::: DATA EXCERPTS :::

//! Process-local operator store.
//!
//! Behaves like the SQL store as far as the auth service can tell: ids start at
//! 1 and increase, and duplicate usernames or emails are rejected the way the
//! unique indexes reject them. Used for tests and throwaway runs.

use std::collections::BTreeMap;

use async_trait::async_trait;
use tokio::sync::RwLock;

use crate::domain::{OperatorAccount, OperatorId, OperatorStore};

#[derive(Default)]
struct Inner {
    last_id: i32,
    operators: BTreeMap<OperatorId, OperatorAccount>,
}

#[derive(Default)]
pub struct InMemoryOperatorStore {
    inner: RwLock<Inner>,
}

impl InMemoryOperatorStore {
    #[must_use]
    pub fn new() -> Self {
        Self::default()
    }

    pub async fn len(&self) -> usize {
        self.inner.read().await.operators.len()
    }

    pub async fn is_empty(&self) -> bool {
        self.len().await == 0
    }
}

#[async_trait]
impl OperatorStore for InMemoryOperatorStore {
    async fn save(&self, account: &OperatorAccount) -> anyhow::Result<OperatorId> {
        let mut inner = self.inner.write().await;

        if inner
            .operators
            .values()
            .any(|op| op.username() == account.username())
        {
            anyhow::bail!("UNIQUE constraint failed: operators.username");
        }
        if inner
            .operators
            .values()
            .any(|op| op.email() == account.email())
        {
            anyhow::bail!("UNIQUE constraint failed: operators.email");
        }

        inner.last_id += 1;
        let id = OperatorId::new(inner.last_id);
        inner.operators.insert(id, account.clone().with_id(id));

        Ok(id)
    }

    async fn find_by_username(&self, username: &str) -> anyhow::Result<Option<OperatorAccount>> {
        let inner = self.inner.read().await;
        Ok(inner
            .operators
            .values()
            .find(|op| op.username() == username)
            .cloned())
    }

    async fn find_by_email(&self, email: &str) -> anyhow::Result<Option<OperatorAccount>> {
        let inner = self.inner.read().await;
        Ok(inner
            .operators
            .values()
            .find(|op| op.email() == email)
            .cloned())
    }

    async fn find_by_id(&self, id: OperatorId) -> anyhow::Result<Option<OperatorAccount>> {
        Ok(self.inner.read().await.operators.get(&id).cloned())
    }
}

:::
::: DATA EXCERPTS :::

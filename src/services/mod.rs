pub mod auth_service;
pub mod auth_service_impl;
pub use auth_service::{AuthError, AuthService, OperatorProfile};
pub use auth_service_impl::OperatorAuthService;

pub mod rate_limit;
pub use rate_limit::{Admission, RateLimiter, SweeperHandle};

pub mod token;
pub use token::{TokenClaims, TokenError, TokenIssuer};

:::

◆ YOUR INSTRUCTIONS: Return the span of lines in the data above that opens at the line with "Process-local operator store." and closes at the line with "#[async_trait]", exactly, ends included, nothing else.

◆ OUTPUT BELOW:
//! Process-local operator store.
//!
//! Behaves like the SQL store as far as the auth service can tell: ids start at
//! 1 and increase, and duplicate usernames or emails are rejected the way the
//! unique indexes reject them. Used for tests and throwaway runs.

use std::collections::BTreeMap;

use async_trait::async_trait;
use tokio::sync::RwLock;

use crate::domain::{OperatorAccount, OperatorId, OperatorStore};

#[derive(Default)]
struct Inner {
    last_id: i32,
    operators: BTreeMap<OperatorId, OperatorAccount>,
}

#[derive(Default)]
pub struct InMemoryOperatorStore {
    inner: RwLock<Inner>,
}

impl InMemoryOperatorStore {
    #[must_use]
    pub fn new() -> Self {
        Self::default()
    }

    pub async fn len(&self) -> usize {
        self.inner.read().await.operators.len()
    }

    pub async fn is_empty(&self) -> bool {
        self.len().await == 0
    }
}

#[async_trait]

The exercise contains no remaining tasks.